-- DIRECTIONS FOR THIS TASK --
State how many lines in the following entries hold the word "session". The reply is that number only.

-- DATA FOR THIS TASK --
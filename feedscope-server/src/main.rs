//! Feedscope Server - Main entry point.

use anyhow::{Context, Result};
use feedscope_analyzer::{ElevenLabsClient, GeminiClient};
use feedscope_common::logging::init_logging;
use feedscope_common::Config;
use feedscope_index::QdrantIndex;
use feedscope_server::AppState;
use std::sync::Arc;

#[tokio::main]
async fn main() -> Result<()> {
    // Load configuration
    let config = Config::load()?;

    // Initialize logging
    init_logging(
        &config.observability.log_level,
        &config.observability.log_format,
    );

    tracing::info!("Feedscope Server v{}", env!("CARGO_PKG_VERSION"));

    let gemini_key = config
        .analyzer
        .api_key
        .clone()
        .context("Gemini API key not configured. Set GEMINI_API_KEY or analyzer.api_key")?;
    let elevenlabs_key = config
        .speech
        .api_key
        .clone()
        .context("ElevenLabs API key not configured. Set ELEVENLABS_API_KEY or speech.api_key")?;

    let analyzer = Arc::new(GeminiClient::new(
        &gemini_key,
        &config.analyzer.model,
        &config.analyzer.embedding_model,
    ));

    let index = Arc::new(
        QdrantIndex::connect(
            &config.index.url,
            &config.index.collection,
            config.index.dimension,
        )
        .await?,
    );

    let speech = Arc::new(ElevenLabsClient::new(
        &elevenlabs_key,
        &config.speech.voice_id,
        &config.speech.model,
        &config.speech.output_format,
    ));

    let state = AppState::new(analyzer, index, speech, config.index.queue_capacity);

    feedscope_server::start_server(&config, state).await
}
//! Feedscope Analyzer - LLM collaborator clients.
//!
//! This crate provides the interfaces to the external collaborators that do
//! the actual text understanding:
//! - `Analyzer`: per-batch structured scoring, session reports, embeddings
//!   (Gemini implementation)
//! - `SpeechSynthesizer`: spoken digest rendering (ElevenLabs implementation)
//!
//! Both are traits so the server can run against stubs in tests. Structured
//! output recovery (markdown-fence stripping) lives in `recover`.

#![warn(clippy::all)]
#![allow(clippy::pedantic)]

pub mod gemini;
pub mod prompts;
pub mod recover;
pub mod speech;
pub mod types;

pub use gemini::GeminiClient;
pub use recover::parse_model_json;
pub use speech::{ElevenLabsClient, SpeechSynthesizer};
pub use types::{
    BatchAnalysis, EmotionalTone, FullReport, ManipulationSignals, PerTweetRecord, PoliticalLean,
};

use async_trait::async_trait;
use feedscope_common::Result;

/// Unified interface to the analysis collaborator.
#[async_trait]
pub trait Analyzer: Send + Sync {
    /// Score one batch of posts, returning the structured per-batch result.
    async fn analyze_batch(&self, posts: &[String]) -> Result<BatchAnalysis>;

    /// Reduce the full session history into a narrative report.
    ///
    /// Implementations must request deterministic generation.
    async fn full_report(&self, posts: &[String]) -> Result<FullReport>;

    /// Produce an embedding vector for a single text.
    async fn embed(&self, text: &str) -> Result<Vec<f32>>;
}
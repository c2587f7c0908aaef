//! Configuration management for Feedscope services.
//!
//! Configuration is read from `~/.feedscope/config.json` when present, with
//! environment variables taking precedence over file values.
//!
//! # Environment Variable Mapping
//!
//! - `FEEDSCOPE_HOST` → server.host
//! - `FEEDSCOPE_PORT` → server.port
//! - `GEMINI_API_KEY` / `GOOGLE_API_KEY` → analyzer.api_key
//! - `ELEVENLABS_API_KEY` → speech.api_key
//! - `QDRANT_URL` → index.url
//! - `FEEDSCOPE_COLLECTION` → index.collection

use anyhow::{Context, Result};
use serde::{Deserialize, Serialize};
use std::fs;
use std::path::PathBuf;

/// Get the configuration directory path.
pub fn config_dir() -> PathBuf {
    directories::UserDirs::new().map_or_else(
        || PathBuf::from(".feedscope"),
        |dirs| dirs.home_dir().join(".feedscope"),
    )
}

/// Get the configuration file path.
pub fn config_path() -> PathBuf {
    config_dir().join("config.json")
}

/// HTTP server configuration.
#[derive(Debug, Clone, Serialize, Deserialize)]
pub struct ServerConfig {
    /// Bind address. Default: "127.0.0.1" (local only)
    #[serde(default = "default_host")]
    pub host: String,

    /// Port to listen on
    #[serde(default = "default_port")]
    pub port: u16,
}

impl Default for ServerConfig {
    fn default() -> Self {
        Self {
            host: default_host(),
            port: default_port(),
        }
    }
}

fn default_host() -> String {
    "127.0.0.1".into()
}

const fn default_port() -> u16 {
    8000
}

/// Analyzer (Gemini) configuration.
#[derive(Debug, Clone, Serialize, Deserialize)]
pub struct AnalyzerConfig {
    /// API key; falls back to GEMINI_API_KEY / GOOGLE_API_KEY env vars
    #[serde(default)]
    pub api_key: Option<String>,

    /// Model used for batch analysis and reports
    #[serde(default = "default_analysis_model")]
    pub model: String,

    /// Model used for embeddings
    #[serde(default = "default_embedding_model")]
    pub embedding_model: String,
}

impl Default for AnalyzerConfig {
    fn default() -> Self {
        Self {
            api_key: None,
            model: default_analysis_model(),
            embedding_model: default_embedding_model(),
        }
    }
}

fn default_analysis_model() -> String {
    "gemini-2.5-flash-lite".into()
}

fn default_embedding_model() -> String {
    "gemini-embedding-001".into()
}

/// Vector index (Qdrant) configuration.
#[derive(Debug, Clone, Serialize, Deserialize)]
pub struct IndexConfig {
    /// Qdrant server URL
    #[serde(default = "default_index_url")]
    pub url: String,

    /// Collection name
    #[serde(default = "default_collection")]
    pub collection: String,

    /// Vector dimensionality; must match the embedding model's output
    #[serde(default = "default_dimension")]
    pub dimension: usize,

    /// Capacity of the background indexing queue
    #[serde(default = "default_queue_capacity")]
    pub queue_capacity: usize,
}

impl Default for IndexConfig {
    fn default() -> Self {
        Self {
            url: default_index_url(),
            collection: default_collection(),
            dimension: default_dimension(),
            queue_capacity: default_queue_capacity(),
        }
    }
}

fn default_index_url() -> String {
    "http://localhost:6334".into()
}

fn default_collection() -> String {
    "tweets".into()
}

const fn default_dimension() -> usize {
    3072
}

const fn default_queue_capacity() -> usize {
    64
}

/// Speech synthesizer (ElevenLabs) configuration.
#[derive(Debug, Clone, Serialize, Deserialize)]
pub struct SpeechConfig {
    /// API key; falls back to ELEVENLABS_API_KEY env var
    #[serde(default)]
    pub api_key: Option<String>,

    /// Voice identifier
    #[serde(default = "default_voice_id")]
    pub voice_id: String,

    /// TTS model
    #[serde(default = "default_speech_model")]
    pub model: String,

    /// Audio output format
    #[serde(default = "default_output_format")]
    pub output_format: String,
}

impl Default for SpeechConfig {
    fn default() -> Self {
        Self {
            api_key: None,
            voice_id: default_voice_id(),
            model: default_speech_model(),
            output_format: default_output_format(),
        }
    }
}

fn default_voice_id() -> String {
    "onwK4e9ZLuTAKqWW03F9".into()
}

fn default_speech_model() -> String {
    "eleven_turbo_v2".into()
}

fn default_output_format() -> String {
    "mp3_44100_128".into()
}

/// Observability configuration.
#[derive(Debug, Clone, Serialize, Deserialize)]
pub struct ObservabilityConfig {
    /// Base log level (trace, debug, info, warn, error)
    #[serde(default = "default_log_level")]
    pub log_level: String,

    /// Output format: "json" or "pretty"
    #[serde(default = "default_log_format")]
    pub log_format: String,
}

impl Default for ObservabilityConfig {
    fn default() -> Self {
        Self {
            log_level: default_log_level(),
            log_format: default_log_format(),
        }
    }
}

fn default_log_level() -> String {
    "info".into()
}

fn default_log_format() -> String {
    "pretty".into()
}

/// Top-level Feedscope configuration.
#[derive(Debug, Clone, Default, Serialize, Deserialize)]
pub struct Config {
    #[serde(default)]
    pub server: ServerConfig,

    #[serde(default)]
    pub analyzer: AnalyzerConfig,

    #[serde(default)]
    pub index: IndexConfig,

    #[serde(default)]
    pub speech: SpeechConfig,

    #[serde(default)]
    pub observability: ObservabilityConfig,
}

impl Config {
    /// Load configuration from the default path with env overrides.
    pub fn load() -> Result<Self> {
        let path = config_path();
        let mut config = if path.exists() {
            Self::load_from(&path)?
        } else {
            Self::default()
        };
        config.apply_env();
        Ok(config)
    }

    /// Load configuration from an explicit file path (no env overrides).
    pub fn load_from(path: &PathBuf) -> Result<Self> {
        let content = fs::read_to_string(path)
            .with_context(|| format!("Failed to read config file: {}", path.display()))?;
        let config: Self = serde_json::from_str(&content)
            .with_context(|| format!("Failed to parse config file: {}", path.display()))?;
        Ok(config)
    }

    /// Apply environment variable overrides.
    pub fn apply_env(&mut self) {
        if let Ok(host) = std::env::var("FEEDSCOPE_HOST") {
            self.server.host = host;
        }
        if let Ok(port) = std::env::var("FEEDSCOPE_PORT") {
            if let Ok(port) = port.parse() {
                self.server.port = port;
            }
        }
        if let Ok(key) = std::env::var("GEMINI_API_KEY") {
            self.analyzer.api_key = Some(key);
        } else if let Ok(key) = std::env::var("GOOGLE_API_KEY") {
            self.analyzer.api_key = Some(key);
        }
        if let Ok(key) = std::env::var("ELEVENLABS_API_KEY") {
            self.speech.api_key = Some(key);
        }
        if let Ok(url) = std::env::var("QDRANT_URL") {
            self.index.url = url;
        }
        if let Ok(collection) = std::env::var("FEEDSCOPE_COLLECTION") {
            self.index.collection = collection;
        }
    }
}

#[cfg(test)]
mod tests {
    use super::*;

    #[test]
    fn test_defaults() {
        let config = Config::default();
        assert_eq!(config.server.host, "127.0.0.1");
        assert_eq!(config.server.port, 8000);
        assert_eq!(config.analyzer.model, "gemini-2.5-flash-lite");
        assert_eq!(config.analyzer.embedding_model, "gemini-embedding-001");
        assert_eq!(config.index.collection, "tweets");
        assert_eq!(config.index.dimension, 3072);
        assert_eq!(config.speech.model, "eleven_turbo_v2");
        assert_eq!(config.observability.log_level, "info");
    }

    #[test]
    fn test_partial_file_fills_defaults() {
        let dir = tempfile::tempdir().unwrap();
        let path = dir.path().join("config.json");
        fs::write(&path, r#"{"server": {"port": 9100}, "index": {"collection": "posts"}}"#)
            .unwrap();

        let config = Config::load_from(&path).unwrap();
        assert_eq!(config.server.port, 9100);
        assert_eq!(config.server.host, "127.0.0.1");
        assert_eq!(config.index.collection, "posts");
        assert_eq!(config.index.dimension, 3072);
    }

    #[test]
    fn test_invalid_file_is_an_error() {
        let dir = tempfile::tempdir().unwrap();
        let path = dir.path().join("config.json");
        fs::write(&path, "not json").unwrap();

        assert!(Config::load_from(&path).is_err());
    }
}
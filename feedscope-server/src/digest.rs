//! Spoken digest rendering.
//!
//! Pure formatting: classify the running manipulation score into a risk
//! tier and fill the fixed digest template. The Speech Synthesizer turns
//! the script into audio elsewhere.

use crate::summary::RunningSummary;

/// Classify an overall manipulation score into its spoken risk tier.
pub fn risk_tier(score: i64) -> &'static str {
    if score > 66 {
        "high manipulation risk"
    } else if score > 33 {
        "moderate manipulation signals"
    } else {
        "relatively clean content"
    }
}

/// Render the spoken digest script for the current summary.
pub fn digest_script(summary: &RunningSummary) -> String {
    let score = summary.overall_manipulation_score;
    let total = summary.per_tweet.len();

    format!(
        "Here is your algorithmic diet report. \
        You scrolled through {total} tweets this session, with an overall manipulation score of {score} out of 100 — {tier}. \
        {summary} \
        Consider diversifying your feed sources to get a more balanced information diet.",
        tier = risk_tier(score),
        summary = summary.feed_summary,
    )
}

#[cfg(test)]
mod tests {
    use super::*;

    #[test]
    fn tier_boundaries() {
        assert_eq!(risk_tier(0), "relatively clean content");
        assert_eq!(risk_tier(33), "relatively clean content");
        assert_eq!(risk_tier(34), "moderate manipulation signals");
        assert_eq!(risk_tier(66), "moderate manipulation signals");
        assert_eq!(risk_tier(67), "high manipulation risk");
        assert_eq!(risk_tier(100), "high manipulation risk");
    }

    #[test]
    fn script_embeds_count_score_tier_and_summary() {
        let mut summary = RunningSummary {
            overall_manipulation_score: 72,
            feed_summary: "Mostly outrage about rail policy.".into(),
            ..Default::default()
        };
        summary.per_tweet.push(Default::default());
        summary.per_tweet.push(Default::default());

        let script = digest_script(&summary);
        assert!(script.contains("2 tweets"));
        assert!(script.contains("72 out of 100"));
        assert!(script.contains("high manipulation risk"));
        assert!(script.contains("Mostly outrage about rail policy."));
    }
}
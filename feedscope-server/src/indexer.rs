//! Embedding adapter: post embedding plus vector-index forwarding.
//!
//! Batch indexing is fire-and-forget relative to the analysis response. A
//! bounded queue feeds a single worker task; a full queue drops the job with
//! a warning rather than blocking `/analyze`. Per-post failures are logged
//! and never stop the rest of the batch or surface to the caller.
//!
//! Similarity queries are the opposite: synchronous, user-requested, and
//! errors propagate.

use feedscope_analyzer::Analyzer;
use feedscope_common::Result;
use feedscope_index::{ScoredPost, VectorIndex};
use std::sync::Arc;
use tokio::sync::mpsc;

/// One batch of posts waiting to be embedded and upserted.
#[derive(Debug)]
pub struct IndexJob {
    pub posts: Vec<String>,
    /// Identifier of the first post (its session index).
    pub start_id: u64,
}

/// Handle to the background indexing worker.
#[derive(Clone)]
pub struct Indexer {
    tx: mpsc::Sender<IndexJob>,
}

impl Indexer {
    /// Spawn the worker task and return a handle for enqueueing jobs.
    pub fn spawn(
        analyzer: Arc<dyn Analyzer>,
        index: Arc<dyn VectorIndex>,
        capacity: usize,
    ) -> Self {
        let (tx, mut rx) = mpsc::channel::<IndexJob>(capacity);

        tokio::spawn(async move {
            while let Some(job) = rx.recv().await {
                let indexed =
                    index_posts(analyzer.as_ref(), index.as_ref(), &job.posts, job.start_id).await;
                tracing::debug!(
                    start_id = job.start_id,
                    total = job.posts.len(),
                    indexed,
                    "Indexing job finished"
                );
            }
        });

        Self { tx }
    }

    /// Enqueue a batch for background indexing. Never blocks; a full queue
    /// drops the job (recoverable later via reindex).
    pub fn enqueue(&self, job: IndexJob) {
        if let Err(e) = self.tx.try_send(job) {
            tracing::warn!(error = %e, "Indexing queue full, dropping batch");
        }
    }
}

/// Embed and upsert each post independently, best-effort.
///
/// Post `i` gets identifier `start_id + i`. A failure on one post never
/// prevents the following posts from being attempted. Upserts are retried
/// once before giving up on a post. Returns the number of posts indexed.
pub async fn index_posts(
    analyzer: &dyn Analyzer,
    index: &dyn VectorIndex,
    posts: &[String],
    start_id: u64,
) -> usize {
    let mut indexed = 0;

    for (i, post) in posts.iter().enumerate() {
        let id = start_id + i as u64;

        let vector = match analyzer.embed(post).await {
            Ok(vector) => vector,
            Err(e) => {
                tracing::warn!(id, error = %e, "Failed to embed post, skipping");
                continue;
            }
        };

        match index.upsert(id, vector.clone(), post).await {
            Ok(()) => indexed += 1,
            Err(first) => {
                // Retry once before giving up on this post.
                match index.upsert(id, vector, post).await {
                    Ok(()) => indexed += 1,
                    Err(e) => {
                        tracing::warn!(id, first = %first, error = %e, "Failed to upsert post vector");
                    }
                }
            }
        }
    }

    indexed
}

/// Embed the query text and forward a similarity search.
pub async fn find_similar(
    analyzer: &dyn Analyzer,
    index: &dyn VectorIndex,
    text: &str,
    top_k: usize,
) -> Result<Vec<ScoredPost>> {
    let vector = analyzer.embed(text).await?;
    index.search(vector, top_k).await
}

-- TASK OUTPUT --
4